Mayor Eric Adams announced last week that DOT will now far exceed the new law’s targets in both letter and spirit — and do so early. He announced that starting in 2024, New York City will daylight 1,000 intersections annually, enhancing visibility with new hardened elements to protect pedestrians in the crosswalk. Thanks to the work of planners at DOT, the daylighting will be complemented by other design upgrades that ensure vehicle turns are slowed at pedestrians’ most vulnerable point and that daylit spots don’t revert to illegal parking.

The National Association of City Transportation Officials’ Urban Design Guide hails daylighting, which it notes has contributed to decreases in pedestrian injuries and overall crashes in several American cities. And New Yorkers are seeing the light, as well. Open Plans, as well as other advocacy groups across the city, have engaged communities across all five boroughs, with daylighting fast gaining popularity as a simple solution to keep New Yorkers safer.

(The mayor also announced other new critical traffic-safety changes: 1) the city will include traffic fatalities in CompStat 2.0 – NYPD’s state-of-the-art online dashboard – treating traffic safety as a critical public safety issue, and; 2) DCAS will expand its innovative pilot program to place speed limiters within city vehicles — that has thus far reduced crashes by 20%.  DCAS will also add this technology to school buses for the first time.)

Intersection safety has long been a top mayoral priority. As he took office in 2022, Mayor Adams announced a plan to make 1,000 intersections safer in one year with design improvements like improved traffic signals, raised crosswalks, and other expanded pedestrian space and visibility measures.  The administration exceeded that goal two months ahead of schedule, ultimately completing improvements at 1,400 intersections in 2022, including 300 daylit intersections, a record. In many cases, new daylighting space was filled with beautiful and useful new amenities like planters or bike racks, dramatically increasing the daylighting’s effectiveness. Last week, the mayor raised that already ambitious annual intersection goal to 2,000 annually.

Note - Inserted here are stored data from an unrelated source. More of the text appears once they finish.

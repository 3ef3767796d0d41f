//! Daemon configuration
//!
//! There is no configuration file and no command line: every value below
//! is a compile-time default. Tests build their own `DaemonConfig` to
//! point the daemon at scratch directories.

use std::path::PathBuf;
use std::time::Duration;

use hotmount_core::{DEFAULT_MOUNT_PREFIX, DEFAULT_MOUNT_TABLE};

/// Privileged mount helper
pub const MOUNT_PROGRAM: &str = "/sbin/mount";

/// Privileged unmount helper
pub const UNMOUNT_PROGRAM: &str = "/sbin/umount";

/// Pause observed after every dispatch cycle
pub const DISPATCH_DELAY: Duration = Duration::from_secs(1);

/// Mode for per-device mount points (rwxr-x---)
pub const MOUNT_POINT_MODE: u32 = 0o750;

/// Mode for the mount prefix itself (rwxr-xr-x)
pub const PREFIX_MODE: u32 = 0o755;

/// Filesystem type substitutions applied before mounting
#[cfg(feature = "ntfs-3g")]
pub const FS_TYPE_OVERRIDES: &[(&str, &str)] = &[("ntfs", "ntfs-3g")];

#[cfg(not(feature = "ntfs-3g"))]
pub const FS_TYPE_OVERRIDES: &[(&str, &str)] = &[];

/// Daemon configuration
#[derive(Debug, Clone)]
pub struct DaemonConfig {
    /// Directory every mount point is created under
    pub mount_prefix: PathBuf,

    /// Mount table consulted by the oracle
    pub mount_table_path: PathBuf,

    /// Program invoked as `<program> -t <fstype> <device> <dir>`
    pub mount_program: PathBuf,

    /// Program invoked as `<program> <dir>`
    pub unmount_program: PathBuf,

    /// Mode for mount point directories
    pub mount_point_mode: u32,

    /// Mode for the prefix directory
    pub prefix_mode: u32,

    /// Delay after each dispatch cycle
    pub dispatch_delay: Duration,

    /// Remove the mount point directory after a successful unmount
    pub remove_mount_points: bool,

    /// `(from, to)` filesystem type substitutions
    pub fs_type_overrides: Vec<(String, String)>,
}

impl Default for DaemonConfig {
    fn default() -> Self {
        Self {
            mount_prefix: PathBuf::from(DEFAULT_MOUNT_PREFIX),
            mount_table_path: PathBuf::from(DEFAULT_MOUNT_TABLE),
            mount_program: PathBuf::from(MOUNT_PROGRAM),
            unmount_program: PathBuf::from(UNMOUNT_PROGRAM),
            mount_point_mode: MOUNT_POINT_MODE,
            prefix_mode: PREFIX_MODE,
            dispatch_delay: DISPATCH_DELAY,
            remove_mount_points: true,
            fs_type_overrides: FS_TYPE_OVERRIDES
                .iter()
                .map(|(from, to)| (from.to_string(), to.to_string()))
                .collect(),
        }
    }
}

impl DaemonConfig {
    /// Defaults rooted at a different mount prefix
    pub fn with_prefix(prefix: impl Into<PathBuf>) -> Self {
        Self {
            mount_prefix: prefix.into(),
            ..Self::default()
        }
    }

    /// Driver to hand to the mount helper for `fs_type`
    pub fn resolve_fs_type<'a>(&'a self, fs_type: &'a str) -> &'a str {
        self.fs_type_overrides
            .iter()
            .find(|(from, _)| from == fs_type)
            .map(|(_, to)| to.as_str())
            .unwrap_or(fs_type)
    }
}
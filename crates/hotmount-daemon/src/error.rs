//! Error types for the Hotmount daemon

use std::path::PathBuf;
use std::process::ExitStatus;

use thiserror::Error;

/// Result type alias for daemon operations
pub type Result<T> = std::result::Result<T, DaemonError>;

/// Exit code for errors that are not tied to a startup step
pub const EXIT_FAILURE: u8 = 1;

/// Exit code when the daemon is not running as root
pub const EXIT_NO_PRIVILEGE: u8 = 1;

/// Exit code when the hotplug event source is unavailable
pub const EXIT_EVENT_SOURCE: u8 = 2;

/// Exit code when the mount prefix cannot be created
pub const EXIT_PREFIX: u8 = 3;

/// Errors that can occur in the daemon
#[derive(Debug, Error)]
pub enum DaemonError {
    /// Not running with an effective uid of 0
    #[error("This program needs root privileges (effective uid is {euid})")]
    InsufficientPrivilege { euid: u32 },

    /// Mount prefix could not be created
    #[error("Failed to create prefix directory for mounting ({path}): {source}")]
    Prefix {
        path: PathBuf,
        #[source]
        source: std::io::Error,
    },

    /// Udev error
    #[error("Udev error: {0}")]
    Udev(String),

    /// Event source stopped delivering events
    #[error("Hotplug event source closed")]
    EventSourceClosed,

    /// Mount point directory could not be created
    #[error("Failed to create mount point {path}: {source}")]
    CreateMountPoint {
        path: PathBuf,
        #[source]
        source: std::io::Error,
    },

    /// Helper process could not be started
    #[error("Failed to execute {program}: {source}")]
    Spawn {
        program: PathBuf,
        #[source]
        source: std::io::Error,
    },

    /// Mount helper exited unsuccessfully
    #[error("Failed to mount {device} on {mount_point} ({status})")]
    MountFailed {
        device: PathBuf,
        mount_point: PathBuf,
        status: ExitStatus,
    },

    /// Unmount helper exited unsuccessfully
    #[error("Failed to unmount device {device} (mount point: {mount_point}, {status})")]
    UnmountFailed {
        device: PathBuf,
        mount_point: PathBuf,
        status: ExitStatus,
    },
}

impl DaemonError {
    /// Process exit code for errors that abort startup
    pub fn exit_code(&self) -> u8 {
        match self {
            DaemonError::InsufficientPrivilege { .. } => EXIT_NO_PRIVILEGE,
            DaemonError::Udev(_) | DaemonError::EventSourceClosed => EXIT_EVENT_SOURCE,
            DaemonError::Prefix { .. } => EXIT_PREFIX,
            DaemonError::CreateMountPoint { .. }
            | DaemonError::Spawn { .. }
            | DaemonError::MountFailed { .. }
            | DaemonError::UnmountFailed { .. } => EXIT_FAILURE,
        }
    }
}
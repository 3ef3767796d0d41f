//! Hotmount Core - Device events, mount table queries and mount point naming
//!
//! This crate holds the synchronous half of the automounter:
//! - The device event model delivered by the hotplug source
//! - Parsing and reading of the live mount table
//! - The mount table oracle ("is this mounted, and where?")
//! - Collision-free mount point name generation

pub mod error;
pub mod event;
pub mod mount_table;
pub mod namer;
pub mod oracle;

pub use error::{Error, Result};
pub use event::{DeviceAction, DeviceEvent};
pub use mount_table::{MemoryMountTable, MountTableEntry, MountTableReader, ProcMountTable};
pub use namer::MountPointNamer;
pub use oracle::MountOracle;

/// Directory under which every mount point is created
pub const DEFAULT_MOUNT_PREFIX: &str = "/media/";

/// Identity used when a device carries neither a label nor a model
pub const FALLBACK_IDENTITY: &str = "_";

/// Appended to a candidate mount point until it no longer collides
pub const COLLISION_SUFFIX: &str = "_";

/// Maximum path length, terminating NUL included
pub const PATH_MAX: usize = 4096;

/// Default live mount table source
pub const DEFAULT_MOUNT_TABLE: &str = "/proc/self/mounts";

Intersections are used by all of us – drivers, pedestrians, older New Yorkers, and small children – and so will remain our highest priority for design improvements. We still face challenges around Vision Zero — especially this year with the rapid expansion of e-micromobility – and there’s still more work to do. But New York City has been bucking a major national trend around pedestrian deaths: fatal pedestrian crashes on New York City streets have declined to near-record lows when the rest of the country is seeing such crashes reach a 40-year high.

More daylight at our corners will help keep up this encouraging progress, brightening our days by letting us all cross the street safely.

 Ydanis Rodriguez is New York City’s transportation commissioner. Sara Lind is the co-executive director at Open Plans.